Rildene Firmino

Personal information
- Born: 1974 (age 51–52) Natal, Rio Grande do Norte, Brazil
- Height: 1.55 m (5 ft 1 in)
- Weight: 52 kg (115 lb)

Sport
- Country: Brazil
- Sport: Paralympic swimming
- Disability: Paraplegia
- Disability class: S5, SB3, SM4

Medal record
Paralympic swimming
Representing Brazil
World Championships
| Bronze medal – third place | 2002 Mar del Plata | 4x50m medley relay 20pts |
| Bronze medal – third place | 2010 Eindhoven | 150m individual medley |
Parapan American Games
| Gold medal – first place | 2003 Mar del Plata | 50m backstroke S5 |
| Gold medal – first place | 2003 Mar del Plata | 150m individual medley SM4 |
| Silver medal – second place | 2003 Mar del Plata | 50m breaststroke SB3 |
| Silver medal – second place | 2007 Rio de Janeiro | 150m individual medley SM4 |
| Silver medal – second place | 2007 Rio de Janeiro | 50m breaststroke SB3 |
| Bronze medal – third place | 2007 Rio de Janeiro | 50m backstroke S5 |
| Bronze medal – third place | 2015 Toronto | 50m breaststroke SB3 |
| Bronze medal – third place | 2015 Toronto | 150m individual medley SM4 |

= Rildene Firmino =

Brazilian Paralympic swimmer

Rildene Fonseca Firmino (born 1974) is a retired Brazilian Paralympic swimmer who competed at international elite competitions, she is a double Parapan American Games champion and a two-time World bronze medalist.

==Disability==
Firmino and her cousin Ivanildo Fonseca, both aged six at the time, were involved in a shooting incident.

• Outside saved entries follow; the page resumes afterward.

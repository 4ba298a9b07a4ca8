use crate::{
    cell::FusionPyramid,
    coarser::{CoarserLevels, CoarserLevelsInit},
    common::*,
    convert,
    segmentation::{SegmentationHead, SegmentationHeadInit},
    tower::{PredictionTower, PredictionTowerInit, TowerKind},
};
use model_config::EfficientDetConfig;

pub use detection_output::*;
pub use efficientdet_model::*;

mod efficientdet_model {
    use super::*;

    #[derive(Debug)]
    pub struct EfficientDet {
        config: EfficientDetConfig,
        backbone_channels: Vec<usize>,
        coarser: CoarserLevels,
        pyramid: FusionPyramid,
        class_net: PredictionTower,
        box_net: PredictionTower,
        seg_head: Option<SegmentationHead>,
    }

    impl EfficientDet {
        /// Builds the network for a backbone emitting one feature map per
        /// level starting at `min_level`, with `backbone_channels` listing
        /// their widths in ascending level order.
        pub fn from_config<'p, P>(
            config: &EfficientDetConfig,
            backbone_channels: &[usize],
            path: P,
        ) -> Result<Self>
        where
            P: Borrow<nn::Path<'p>>,
        {
            Self::from_config_opt(config, backbone_channels, false, path)
        }

        /// Like [EfficientDet::from_config], but `feature_only` skips the
        /// prediction convs and returns tower features instead.
        pub fn from_config_opt<'p, P>(
            config: &EfficientDetConfig,
            backbone_channels: &[usize],
            feature_only: bool,
            path: P,
        ) -> Result<Self>
        where
            P: Borrow<nn::Path<'p>>,
        {
            let path = path.borrow();
            config.validate()?;

            let EfficientDetConfig {
                min_level,
                max_level,
                fpn_num_filters,
                box_class_repeats,
                num_classes,
                separable_conv,
                act_type,
                survival_prob,
                conv_after_downsample,
                apply_bn_for_resampling,
                pooling_type,
                seg_num_classes,
                ..
            } = *config;
            let num_levels = config.num_levels();

            ensure_config!(
                !backbone_channels.is_empty(),
                "the backbone must provide at least one level"
            );
            ensure_config!(
                backbone_channels.len() <= num_levels,
                "the backbone provides {} levels, but levels {}..={} only span {}",
                backbone_channels.len(),
                min_level,
                max_level,
                num_levels
            );
            ensure_config!(
                backbone_channels.iter().all(|&c| c > 0),
                "backbone channel counts must be positive"
            );
            let native_max_level = min_level + backbone_channels.len() - 1;
            info!(
                "build EfficientDet on levels {}..={} with {} backbone levels",
                min_level,
                max_level,
                backbone_channels.len()
            );

            let coarser = CoarserLevelsInit {
                native_max_level,
                max_level,
                top_channels: *backbone_channels
                    .last()
                    .ok_or_else(|| format_err!("the backbone must provide at least one level"))?,
                num_filters: fpn_num_filters,
                apply_bn: apply_bn_for_resampling,
                conv_after_downsample,
                pool_kind: convert::pool_kind(pooling_type),
                batch_norm: Default::default(),
            }
            .build(path / "resample")?;

            let pyramid = FusionPyramid::new(
                path / "fpn_cells",
                config,
                &coarser.output_channels(backbone_channels),
            )?;
            ensure_config!(
                pyramid
                    .output_channels()
                    .iter()
                    .all(|&c| c == fpn_num_filters),
                "every level must be produced by a fusion node, but the output widths are {:?}",
                pyramid.output_channels()
            );

            let tower_init = |kind| PredictionTowerInit {
                kind,
                num_anchors: config.num_anchors(),
                num_filters: fpn_num_filters,
                min_level,
                num_levels,
                repeats: box_class_repeats,
                separable_conv,
                activation: act_type,
                survival_prob,
                feature_only,
                batch_norm: Default::default(),
            };
            let class_net =
                tower_init(TowerKind::Class { num_classes }).build(path / "class_net")?;
            let box_net = tower_init(TowerKind::Box).build(path / "box_net")?;

            let seg_head = seg_num_classes
                .map(|seg_num_classes| {
                    SegmentationHeadInit {
                        num_classes: seg_num_classes,
                        num_filters: fpn_num_filters,
                        num_levels,
                        activation: act_type,
                        batch_norm: Default::default(),
                    }
                    .build(path / "seg_head")
                })
                .transpose()?;

            Ok(Self {
                config: config.clone(),
                backbone_channels: backbone_channels.to_vec(),
                coarser,
                pyramid,
                class_net,
                box_net,
                seg_head,
            })
        }

        pub fn config(&self) -> &EfficientDetConfig {
            &self.config
        }

        pub fn pyramid(&self) -> &FusionPyramid {
            &self.pyramid
        }

        /// Extends the backbone features to the full level range and runs
        /// the fusion cells. Returns one map per level, each with
        /// `fpn_num_filters` channels.
        pub fn features_t(&self, backbone_features: &[Tensor], train: bool) -> Result<Vec<Tensor>> {
            let expect = self.backbone_channels.len();
            ensure_config!(
                backbone_features.len() == expect,
                "expect {} backbone levels, but get {}",
                expect,
                backbone_features.len()
            );
            for (index, (xs, &channels)) in
                izip!(backbone_features, &self.backbone_channels).enumerate()
            {
                let (_b, c, _h, _w) = xs.size4()?;
                ensure!(
                    c as usize == channels,
                    "backbone level {} has {} channels, but {} is expected",
                    self.config.min_level + index,
                    c,
                    channels
                );
            }

            let features = self.coarser.forward_t(backbone_features, train)?;
            self.pyramid.forward_t(&features, train)
        }

        pub fn forward_t(
            &self,
            backbone_features: &[Tensor],
            train: bool,
        ) -> Result<DetectionOutput> {
            let features = self.features_t(backbone_features, train)?;
            let class_outputs = self.class_net.forward_t(&features, train)?;
            let box_outputs = self.box_net.forward_t(&features, train)?;
            let seg_output = self
                .seg_head
                .as_ref()
                .map(|head| head.forward_t(&features, train))
                .transpose()?;

            Ok(DetectionOutput {
                class_outputs,
                box_outputs,
                seg_output,
            })
        }
    }
}

mod detection_output {
    use super::*;

    /// Per-level predictions in ascending level order.
    #[derive(Debug, TensorLike)]
    pub struct DetectionOutput {
        /// Shape (B, num_classes × num_anchors, H, W) per level.
        pub class_outputs: Vec<Tensor>,
        /// Shape (B, 4 × num_anchors, H, W) per level.
        pub box_outputs: Vec<Tensor>,
        /// Shape (B, seg_num_classes, 2H₀, 2W₀) for the finest level H₀×W₀.
        pub seg_output: Option<Tensor>,
    }

    impl DetectionOutput {
        pub fn num_levels(&self) -> usize {
            self.class_outputs.len()
        }
    }
}
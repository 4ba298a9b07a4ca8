//! libtorch building blocks of the feature network.

mod common;
pub mod batch_norm;
pub mod conv_2d;
pub mod conv_norm_act;
pub mod drop_connect;
pub mod fuse_2d;
pub mod pool_2d;
pub mod resample_2d;

pub use batch_norm::*;
pub use conv_2d::*;
pub use conv_norm_act::*;
pub use drop_connect::*;
pub use fuse_2d::*;
pub use pool_2d::*;
pub use resample_2d::*;
pub use tch_act::{Activation, TensorActivationExt};
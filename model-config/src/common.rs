pub use anyhow::{bail, ensure, format_err, Context as _, Error, Result};
pub use itertools::Itertools as _;
pub use log::{debug, info};
pub use noisy_float::prelude::*;
pub use serde::{Deserialize, Serialize};
pub use std::{
    fmt::{self, Display},
    ops::RangeInclusive,
    path::Path,
    str::FromStr,
};
pub use strum::{AsRefStr, EnumString};
pub use crate::{ensure_config, error::ConfigurationError};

Fonseca got a hold of Firmino's grandfather's .38 caliber revolver and was play shooting the gun with Firmino, the gun had a single bullet in the drum and Firmino was shot in the T11 vertebra and it exited her right lung. Her injuries were so severe that she had near-fatal lung and liver complications and spent three days recovering in an intensive care unit at a nearby hospital. She was left with life-changing injuries and was paraplegic for the rest of her life.